Required work —
Copy the data below exactly.

Input records —
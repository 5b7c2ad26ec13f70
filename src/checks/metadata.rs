//! Metadata check: field-level validation of the parsed manifest.

use std::sync::LazyLock;

use regex::Regex;

use crate::check::{Check, SharedValue};
use crate::checks::manifest::{self, PluginManifest};
use crate::context::CheckCtx;
use crate::errors::CheckError;
use crate::findings::{FindingKind, Severity};

/// Identity of the metadata check.
pub const ID: &str = "metadata";

pub const INVALID_ID: &str = "invalid-id";
pub const INVALID_VERSION: &str = "invalid-version";
pub const MISSING_DESCRIPTION: &str = "missing-description";
pub const MISSING_RECOMMENDED_FIELD: &str = "missing-recommended-field";

const KINDS: &[FindingKind] = &[
    FindingKind::new(INVALID_ID, Severity::Error),
    FindingKind::new(INVALID_VERSION, Severity::Error),
    FindingKind::new(MISSING_DESCRIPTION, Severity::Warning),
    FindingKind::new(MISSING_RECOMMENDED_FIELD, Severity::Recommendation),
];

/// Regex for valid plugin ids: lowercase kebab-case.
static PLUGIN_ID_RE: LazyLock<Regex> =
    LazyLock::new(|| Regex::new(r"^[a-z][a-z0-9]*(-[a-z0-9]+)*$").expect("plugin id regex"));

/// Regex for semver: x.y.z (no pre-release/build metadata).
static SEMVER_RE: LazyLock<Regex> =
    LazyLock::new(|| Regex::new(r"^[0-9]+\.[0-9]+\.[0-9]+$").expect("semver regex"));

/// Optional fields worth a nudge when absent.
fn recommended_fields(manifest: &PluginManifest) -> [(&'static str, bool, &'static str); 3] {
    [
        (
            "author",
            manifest.author.is_some(),
            "Add an author field for attribution",
        ),
        (
            "license",
            manifest.license.is_some(),
            "Add a license field for legal clarity",
        ),
        (
            "homepage",
            manifest.homepage.is_some(),
            "Add a homepage URL for documentation",
        ),
    ]
}

/// Validates the manifest's fields: id format, version format, description
/// presence, and recommended metadata.
pub struct Metadata;

impl Check for Metadata {
    fn id(&self) -> &'static str {
        ID
    }

    fn requires(&self) -> &'static [&'static str] {
        &[manifest::ID]
    }

    fn kinds(&self) -> &'static [FindingKind] {
        KINDS
    }

    fn run(&self, ctx: &mut CheckCtx<'_>) -> Result<Option<SharedValue>, CheckError> {
        let Some(manifest) = ctx.dependency::<PluginManifest>(manifest::ID) else {
            return Ok(None);
        };

        match manifest.id.as_deref() {
            None => {
                ctx.report(INVALID_ID, "Missing required field `id`", "");
            }
            Some(id) if !PLUGIN_ID_RE.is_match(id) => {
                ctx.report(
                    INVALID_ID,
                    format!("Plugin id `{id}` is not valid kebab-case"),
                    "Use lowercase letters, digits, and hyphens (e.g. \"my-plugin\").",
                );
            }
            Some(_) => ctx.announce(INVALID_ID, "Plugin id is valid"),
        }

        match manifest.version.as_deref() {
            None => {
                ctx.report(INVALID_VERSION, "Missing required field `version`", "");
            }
            Some(version) if !SEMVER_RE.is_match(version) => {
                ctx.report(
                    INVALID_VERSION,
                    format!("Version `{version}` is not valid semver"),
                    "Use x.y.z format (e.g. \"1.0.0\").",
                );
            }
            Some(_) => ctx.announce(INVALID_VERSION, "Version is valid semver"),
        }

        match manifest.description.as_deref() {
            None => {
                ctx.report(MISSING_DESCRIPTION, "Missing `description` field", "");
            }
            Some(description) if description.trim().is_empty() => {
                ctx.report(MISSING_DESCRIPTION, "`description` is empty", "");
            }
            Some(_) => ctx.announce(MISSING_DESCRIPTION, "Description is present"),
        }

        let mut recommended_clean = true;
        for (field, present, suggestion) in recommended_fields(&manifest) {
            if !present {
                recommended_clean = false;
                ctx.report(
                    MISSING_RECOMMENDED_FIELD,
                    format!("Missing recommended field `{field}`"),
                    suggestion,
                );
            }
        }
        if recommended_clean {
            ctx.announce(MISSING_RECOMMENDED_FIELD, "All recommended fields present");
        }

        Ok(None)
    }
}

#[cfg(test)]
mod tests {
    use super::*;
    use crate::check::shared;
    use crate::checks::manifest::AuthorField;
    use crate::context::{CheckOutcome, RunConfig, RunContext};
    use crate::findings::Finding;

    fn run_with(manifest: PluginManifest) -> Vec<Finding> {
        let mut ctx = RunContext::new(RunConfig::default());
        ctx.store
            .record(manifest::ID, CheckOutcome::Completed(shared(manifest)));
        Metadata.run(&mut ctx.view(&Metadata)).unwrap();
        ctx.findings
    }

    fn full_manifest() -> PluginManifest {
        PluginManifest {
            id: Some("my-plugin".to_string()),
            name: Some("My Plugin".to_string()),
            version: Some("1.0.0".to_string()),
            description: Some("Does things".to_string()),
            author: Some(AuthorField::Simple("Jane".to_string())),
            license: Some("Apache-2.0".to_string()),
            homepage: Some("https://example.com".to_string()),
            keywords: None,
        }
    }

    #[test]
    fn absent_manifest_skips_quietly() {
        let mut ctx = RunContext::new(RunConfig::default());
        let result = Metadata.run(&mut ctx.view(&Metadata)).unwrap();
        assert!(result.is_none());
        assert!(ctx.findings.is_empty());
    }

    #[test]
    fn complete_manifest_is_clean() {
        assert!(run_with(full_manifest()).is_empty());
    }

    #[test]
    fn missing_id_reported() {
        let manifest = PluginManifest {
            id: None,
            ..full_manifest()
        };
        let findings = run_with(manifest);
        assert!(findings.iter().any(|f| f.kind == INVALID_ID));
    }

    #[test]
    fn uppercase_id_reported() {
        let manifest = PluginManifest {
            id: Some("MyPlugin".to_string()),
            ..full_manifest()
        };
        let findings = run_with(manifest);
        assert_eq!(findings.len(), 1);
        assert_eq!(findings[0].kind, INVALID_ID);
        assert_eq!(findings[0].severity, Severity::Error);
    }

    #[test]
    fn short_version_reported() {
        let manifest = PluginManifest {
            version: Some("1.0".to_string()),
            ..full_manifest()
        };
        let findings = run_with(manifest);
        assert_eq!(findings.len(), 1);
        assert_eq!(findings[0].kind, INVALID_VERSION);
    }

    #[test]
    fn empty_description_reported_as_warning() {
        let manifest = PluginManifest {
            description: Some("   ".to_string()),
            ..full_manifest()
        };
        let findings = run_with(manifest);
        assert_eq!(findings.len(), 1);
        assert_eq!(findings[0].kind, MISSING_DESCRIPTION);
        assert_eq!(findings[0].severity, Severity::Warning);
    }

    #[test]
    fn missing_recommended_fields_are_recommendations() {
        let manifest = PluginManifest {
            author: None,
            license: None,
            homepage: None,
            ..full_manifest()
        };
        let findings = run_with(manifest);
        assert_eq!(findings.len(), 3);
        assert!(findings
            .iter()
            .all(|f| f.kind == MISSING_RECOMMENDED_FIELD
                && f.severity == Severity::Recommendation));
    }

    #[test]
    fn bare_manifest_reports_every_field_group() {
        let findings = run_with(PluginManifest::default());
        let kinds: Vec<_> = findings.iter().map(|f| f.kind.as_str()).collect();
        assert!(kinds.contains(&INVALID_ID));
        assert!(kinds.contains(&INVALID_VERSION));
        assert!(kinds.contains(&MISSING_DESCRIPTION));
        assert!(kinds.contains(&MISSING_RECOMMENDED_FIELD));
    }
}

Finished exercise —
repository 5b7c2ad26ec13f70
filename src/checks/metadata.rs
//! Metadata check: field-level validation of the parsed manifest.

use std::sync::LazyLock;

use regex::Regex;

use crate::check::{Check, SharedValue};
use crate::checks::manifest::{self, PluginManifest};
use crate::context::CheckCtx;
use crate::errors::CheckError;
use crate::findings::{FindingKind, Severity};

/// Identity of the metadata check.
pub const ID: &str = "metadata";

pub const INVALID_ID: &str = "invalid-id";
pub const INVALID_VERSION: &str = "invalid-version";
pub const MISSING_DESCRIPTION: &str = "missing-description";
pub const MISSING_RECOMMENDED_FIELD: &str = "missing-recommended-field";

const KINDS: &[FindingKind] = &[
    FindingKind::new(INVALID_ID, Severity::Error),
    FindingKind::new(INVALID_VERSION, Severity::Error),
    FindingKind::new(MISSING_DESCRIPTION, Severity::Warning),
    FindingKind::new(MISSING_RECOMMENDED_FIELD, Severity::Recommendation),
];

/// Regex for valid plugin ids: lowercase kebab-case.
static PLUGIN_ID_RE: LazyLock<Regex> =
    LazyLock::new(|| Regex::new(r"^[a-z][a-z0-9]*(-[a-z0-9]+)*$").expect("plugin id regex"));

/// Regex for semver: x.y.z (no pre-release/build metadata).
static SEMVER_RE: LazyLock<Regex> =
    LazyLock::new(|| Regex::new(r"^[0-9]+\.[0-9]+\.[0-9]+$").expect("semver regex"));

/// Optional fields worth a nudge when absent.
fn recommended_fields(manifest: &PluginManifest) -> [(&'static str, bool, &'static str); 3] {
    [
        (
            "author",
            manifest.author.is_some(),
            "Add an author field for attribution",
        ),
        (
            "license",
            manifest.license.is_some(),
            "Add a license field for legal clarity",
        ),
        (
            "homepage",
            manifest.homepage.is_some(),
            "Add a homepage URL for documentation",
        ),
    ]
}

/// Validates the manifest's fields: id format, version format, description
/// presence, and recommended metadata.
pub struct Metadata;

impl Check for Metadata {
    fn id(&self) -> &'static str {
        ID
    }

    fn requires(&self) -> &'static [&'static str] {
        &[manifest::ID]
    }

    fn kinds(&self) -> &'static [FindingKind] {
        KINDS
    }

    fn run(&self, ctx: &mut CheckCtx<'_>) -> Result<Option<SharedValue>, CheckError> {
        let Some(manifest) = ctx.dependency::<PluginManifest>(manifest::ID) else {
            return Ok(None);
        };

        match manifest.id.as_deref() {
            None => {
                ctx.report(INVALID_ID, "Missing required field `id`", "");
            }
            Some(id) if !PLUGIN_ID_RE.is_match(id) => {
                ctx.report(
                    INVALID_ID,
                    format!("Plugin id `{id}` is not valid kebab-case"),
                    "Use lowercase letters, digits, and hyphens (e.g. \"my-plugin\").",
                );
            }
            Some(_) => ctx.announce(INVALID_ID, "Plugin id is valid"),
        }

        match manifest.version.as_deref() {
            None => {
                ctx.report(INVALID_VERSION, "Missing required field `version`", "");
            }
            Some(version) if !SEMVER_RE.is_match(version) => {
                ctx.report(
                    INVALID_VERSION,
                    format!("Version `{version}` is not valid semver"),
                    "Use x.y.z format (e.g. \"1.0.0\").",
                );
            }
            Some(_) => ctx.announce(INVALID_VERSION, "Version is valid semver"),
        }

        match manifest.description.as_deref() {
            None => {
                ctx.report(MISSING_DESCRIPTION, "Missing `description` field", "");
            }
            Some(description) if description.trim().is_empty() => {
                ctx.report(MISSING_DESCRIPTION, "`description` is empty", "");
            }
            Some(_) => ctx.announce(MISSING_DESCRIPTION, "Description is present"),
        }

        let mut recommended_clean = true;
        for (field, present, suggestion) in recommended_fields(&manifest) {
            if !present {
                recommended_clean = false;
                ctx.report(
                    MISSING_RECOMMENDED_FIELD,
                    format!("Missing recommended field `{field}`"),
                    suggestion,
                );
            }
        }
        if recommended_clean {
            ctx.announce(MISSING_RECOMMENDED_FIELD, "All recommended fields present");
        }

        Ok(None)
    }
}

#[cfg(test)]
mod tests {
    use super::*;
    use crate::check::shared;
    use crate::checks::manifest::AuthorField;
    use crate::context::{CheckOutcome, RunConfig, RunContext};
    use crate::findings::Finding;

    fn run_with(manifest: PluginManifest) -> Vec<Finding> {
        let mut ctx = RunContext::new(RunConfig::default());
        ctx.store
            .record(manifest::ID, CheckOutcome::Completed(shared(manifest)));
        Metadata.run(&mut ctx.view(&Metadata)).unwrap();
        ctx.findings
    }

    fn full_manifest() -> PluginManifest {
        PluginManifest {
            id: Some("my-plugin".to_string()),
            name: Some("My Plugin".to_string()),
            version: Some("1.0.0".to_string()),
            description: Some("Does things".to_string()),
            author: Some(AuthorField::Simple("Jane".to_string())),
            license: Some("Apache-2.0".to_string()),
            homepage: Some("https://example.com".to_string()),
            keywords: None,
        }
    }

    #[test]
    fn absent_manifest_skips_quietly() {
        let mut ctx = RunContext::new(RunConfig::default());
        let result = Metadata.run(&mut ctx.view(&Metadata)).unwrap();
        assert!(result.is_none());
        assert!(ctx.findings.is_empty());
    }

    #[test]
    fn complete_manifest_is_clean() {
        assert!(run_with(full_manifest()).is_empty());
    }

    #[test]
    fn missing_id_reported() {
        let manifest = PluginManifest {
            id: None,
            ..full_manifest()
        };
        let findings = run_with(manifest);
        assert!(findings.iter().any(|f| f.kind == INVALID_ID));
    }

    #[test]
    fn uppercase_id_reported() {
        let manifest = PluginManifest {
            id: Some("MyPlugin".to_string()),
            ..full_manifest()
        };
        let findings = run_with(manifest);
        assert_eq!(findings.len(), 1);
        assert_eq!(findings[0].kind, INVALID_ID);
        assert_eq!(findings[0].severity, Severity::Error);
    }

    #[test]
    fn short_version_reported() {
        let manifest = PluginManifest {
            version: Some("1.0".to_string()),
            ..full_manifest()
        };
        let findings = run_with(manifest);
        assert_eq!(findings.len(), 1);
        assert_eq!(findings[0].kind, INVALID_VERSION);
    }

    #[test]
    fn empty_description_reported_as_warning() {
        let manifest = PluginManifest {
            description: Some("   ".to_string()),
            ..full_manifest()
        };
        let findings = run_with(manifest);
        assert_eq!(findings.len(), 1);
        assert_eq!(findings[0].kind, MISSING_DESCRIPTION);
        assert_eq!(findings[0].severity, Severity::Warning);
    }

    #[test]
    fn missing_recommended_fields_are_recommendations() {
        let manifest = PluginManifest {
            author: None,
            license: None,
            homepage: None,
            ..full_manifest()
        };
        let findings = run_with(manifest);
        assert_eq!(findings.len(), 3);
        assert!(findings
            .iter()
            .all(|f| f.kind == MISSING_RECOMMENDED_FIELD
                && f.severity == Severity::Recommendation));
    }

    #[test]
    fn bare_manifest_reports_every_field_group() {
        let findings = run_with(PluginManifest::default());
        let kinds: Vec<_> = findings.iter().map(|f| f.kind.as_str()).collect();
        assert!(kinds.contains(&INVALID_ID));
        assert!(kinds.contains(&INVALID_VERSION));
        assert!(kinds.contains(&MISSING_DESCRIPTION));
        assert!(kinds.contains(&MISSING_RECOMMENDED_FIELD));
    }
}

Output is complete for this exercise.